The Japanese word Kaizen refers to continuous improvement in small steps. More loosely translated, it means striving for perfection. In the West, the continuous improvement process (CIP) was developed on the basis of Kaizen principles. When it comes to production systems, both terms mean that each and every product, process and sequence offers room for improvement.
More an attitude than a method
Kaizen is not a specific method that can be applied to solve problems – it is a process-oriented approach, a mindset that is not so much an aim in itself, but more a fundamental way of operating and working. Everybody from the worker at his work bench to the executive in his boardroom is committed to continuous improvement in his tasks and duties.
Innovation in Japanese
In the West, the core element of success is innovation.

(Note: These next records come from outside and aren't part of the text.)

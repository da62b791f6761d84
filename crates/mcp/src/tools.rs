//! MCP tool catalogue
//!
//! - Analysis: single-message categorization, cold detection, context
//! - Batch: bounded multi-message analysis
//! - Reporting: token usage statistics

/// Single-message analysis tools
pub struct AnalysisTools;

/// Batch tools
pub struct BatchTools;

/// Reporting tools
pub struct ReportingTools;

pub trait ToolCategory {
    fn category_name() -> &'static str
    where
        Self: Sized;
    fn tool_names() -> &'static [&'static str]
    where
        Self: Sized;
}

impl ToolCategory for AnalysisTools {
    fn category_name() -> &'static str {
        "analysis"
    }
    fn tool_names() -> &'static [&'static str] {
        &["categorize_email", "detect_cold_email", "extract_email_context"]
    }
}

impl ToolCategory for BatchTools {
    fn category_name() -> &'static str {
        "batch"
    }
    fn tool_names() -> &'static [&'static str] {
        &["batch_analyze_emails"]
    }
}

impl ToolCategory for ReportingTools {
    fn category_name() -> &'static str {
        "reporting"
    }
    fn tool_names() -> &'static [&'static str] {
        &["usage_stats"]
    }
}

pub const ALL_TOOL_NAMES: &[&str] = &[
    "categorize_email",
    "detect_cold_email",
    "extract_email_context",
    "batch_analyze_emails",
    "usage_stats",
];

pub const TOTAL_TOOLS: usize = ALL_TOOL_NAMES.len();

Major changes are intended to generate growth. The ideal image of a stairway that stretches endlessly upwards is seldom achieved. The reason for this is that systems start to degenerate from the moment they are rolled out. In practice, the principle of innovation cannot meet the theoretical demands. Small-scale, continuous (Kaizen) activities are needed if an innovation is to maintain, or even improve, its status and sustain its impact. Kaizen states that it is advisable to start directly with small changes.
People or technology
Western industrial companies talk about improvements in terms of key figures that are all measured by return on investment (ROI). Because this approach shifts the focus onto short-term gains, it inhibits the development of a culture that promotes continuous improvement. While the innovation-based model relies on improvements in technology, Kaizen creates a climate that is conducive to improvement and therefore focuses on people.
Kaizen in production
Kaizen aims to improve production sequences and boost value creation in companies by increasing efficiency in the flow of goods, systematically organising tools and setting up ergonomic work benches, for example. Changes such as these demand both detailed planning and an understanding of the various methods that are used to implement Kaizen. When it comes to putting strategies into practice, it is the flexibility of the system as a whole that determines whether minor changes are prevented or can indeed be rolled out spontaneously.